## Exercise brief
Please show all lines of the records that include "orphaned".
─── Data records ───
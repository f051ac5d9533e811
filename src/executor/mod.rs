//! Executor module for replica mutations

pub mod copy;

use crate::diff::DiffPlan;
use crate::types::{SyncAction, SyncError};
use std::fs;
use std::io::ErrorKind;
use std::path::Path;

pub use copy::copy_file_atomic;

/// Execution statistics for one pass.
#[derive(Debug, Clone, Default, PartialEq, Eq)]
pub struct ExecutionStats {
    /// Number of actions in the input plan.
    pub total_actions: usize,
    /// Number of executed actions (equals total on success).
    pub completed_actions: usize,
    /// Aggregate copied bytes.
    pub bytes_copied: u64,
}

/// Callback invoked once per successfully executed action. The lifetime
/// lets callers pass closures that borrow pass-local state such as the log.
pub type ActionCallback<'a> = dyn Fn(&SyncAction) + 'a;

/// Execute a sync plan against the replica root.
///
/// Actions run strictly in plan order (additive phases first); the first
/// failure aborts the rest of the pass and is returned with the offending
/// path. There is no per-action recovery: the pass is idempotent and the
/// scheduler simply reruns it from a fresh scan on the next tick.
pub fn execute_plan(
    plan: &DiffPlan,
    src_root: &Path,
    replica_root: &Path,
    on_action: Option<&ActionCallback<'_>>,
) -> Result<ExecutionStats, SyncError> {
    let mut stats = ExecutionStats {
        total_actions: plan.actions.len(),
        ..Default::default()
    };

    for action in &plan.actions {
        let bytes = execute_action(action, src_root, replica_root)?;

        stats.completed_actions += 1;
        stats.bytes_copied += bytes;

        if let Some(callback) = on_action {
            callback(action);
        }
    }

    Ok(stats)
}

fn execute_action(
    action: &SyncAction,
    src_root: &Path,
    replica_root: &Path,
) -> Result<u64, SyncError> {
    match action {
        SyncAction::CreateDir(path) => {
            create_replica_dir(&replica_root.join(path), path)?;
            Ok(0)
        }
        SyncAction::CopyOrUpdate(entry) => {
            let src_path = src_root.join(&entry.path);
            let dest_path = replica_root.join(&entry.path);
            copy_file_atomic(&src_path, &dest_path)
        }
        SyncAction::DeleteFile(path) => {
            delete_replica_file(&replica_root.join(path), path)?;
            Ok(0)
        }
        SyncAction::DeleteDir(path) => {
            delete_replica_dir(&replica_root.join(path), path)?;
            Ok(0)
        }
    }
}

fn create_replica_dir(full_path: &Path, rel_path: &Path) -> Result<(), SyncError> {
    // A file or symlink occupying the path means the source changed kind;
    // replace it. symlink_metadata keeps a link-to-dir from passing as the
    // directory we are about to create.
    if let Ok(meta) = fs::symlink_metadata(full_path) {
        if !meta.is_dir() {
            fs::remove_file(full_path).map_err(|e| SyncError::CreateDir {
                path: rel_path.to_path_buf(),
                source: e,
            })?;
        }
    }

    fs::create_dir_all(full_path).map_err(|e| SyncError::CreateDir {
        path: rel_path.to_path_buf(),
        source: e,
    })
}

fn delete_replica_file(full_path: &Path, rel_path: &Path) -> Result<(), SyncError> {
    match fs::remove_file(full_path) {
        Ok(()) => Ok(()),
        // Already gone (removed with a replaced ancestor) counts as done.
        Err(e) if e.kind() == ErrorKind::NotFound => Ok(()),
        Err(e) => Err(SyncError::Delete {
            path: rel_path.to_path_buf(),
            source: e,
        }),
    }
}

fn delete_replica_dir(full_path: &Path, rel_path: &Path) -> Result<(), SyncError> {
    match fs::remove_dir_all(full_path) {
        Ok(()) => Ok(()),
        Err(e) if e.kind() == ErrorKind::NotFound => Ok(()),
        Err(e) => Err(SyncError::Delete {
            path: rel_path.to_path_buf(),
            source: e,
        }),
    }
}
//! Sync plan generation

use crate::diff::{files_equal, DiffPlan};
use crate::types::{MirrorTree, SyncAction, SyncError};
use std::collections::HashSet;
use std::path::{Path, PathBuf};

/// Generate the plan that makes the replica tree match the source tree.
///
/// Phases are emitted in this order and must execute in this order:
///
/// 1. `CreateDir` for source directories missing under the replica (this
///    mirrors empty directories too).
/// 2. `CopyOrUpdate` for source files missing from the replica or judged
///    unequal by the oracle. Equal pairs are counted as skips.
/// 3. `DeleteFile` for replica files and symlinks with no same-path source
///    file or directory. Symlinks are never copied, so a replica link is an
///    orphan unless the source claims its path with a mirrored entry.
/// 4. `DeleteDir` for top-most replica directories with no same-path source
///    entry; the recursive delete covers nested orphans, so descendants of
///    a planned delete are suppressed.
///
/// A replica entry whose source counterpart changed kind (file vs
/// directory) is replaced by phase 1 or 2 rather than deleted; phases 3 and
/// 4 skip such paths.
///
/// The oracle may hash file contents, so generation can fail with an IO
/// error; the whole pass is abandoned and retried in that case.
pub fn generate_sync_plan(
    src_tree: &MirrorTree,
    replica_tree: &MirrorTree,
) -> Result<DiffPlan, SyncError> {
    let mut plan = DiffPlan::new();

    // Phase 1: directories to create
    for dir in src_tree.iter_dirs() {
        if !replica_tree.contains_dir(dir) {
            plan.add_action(SyncAction::CreateDir(dir.clone()));
        }
    }

    // Phase 2: files to copy or update
    for (path, src_entry) in src_tree.iter_files() {
        match replica_tree.get_file(path) {
            None => plan.add_action(SyncAction::CopyOrUpdate(src_entry.clone())),
            Some(replica_entry) => {
                if files_equal(
                    &src_tree.root_path,
                    &replica_tree.root_path,
                    src_entry,
                    replica_entry,
                )? {
                    plan.record_skip();
                } else {
                    plan.add_action(SyncAction::CopyOrUpdate(src_entry.clone()));
                }
            }
        }
    }

    // Phase 3: orphaned replica files and symlinks
    for (path, _replica_entry) in replica_tree.iter_files() {
        if !src_tree.contains_file(path) && !src_tree.contains_dir(path) {
            plan.add_action(SyncAction::DeleteFile(path.clone()));
        }
    }

    for link in replica_tree.iter_links() {
        if !src_tree.contains_file(link) && !src_tree.contains_dir(link) {
            plan.add_action(SyncAction::DeleteFile(link.clone()));
        }
    }

    // Phase 4: orphaned replica directories (top-most only)
    let orphan_dirs: HashSet<&PathBuf> = replica_tree
        .iter_dirs()
        .filter(|dir| !src_tree.contains_dir(dir) && !src_tree.contains_file(dir))
        .collect();

    for dir in &orphan_dirs {
        if !is_covered_by_orphan_ancestor(dir, &orphan_dirs) {
            plan.add_action(SyncAction::DeleteDir((*dir).clone()));
        }
    }

    plan.sort_each_phase();

    Ok(plan)
}

fn is_covered_by_orphan_ancestor(path: &Path, orphan_dirs: &HashSet<&PathBuf>) -> bool {
    path.ancestors().skip(1).any(|ancestor| {
        !ancestor.as_os_str().is_empty() && orphan_dirs.contains(&ancestor.to_path_buf())
    })
}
───
## Output
    // Phase 3: orphaned replica files and symlinks
    // Phase 4: orphaned replica directories (top-most only)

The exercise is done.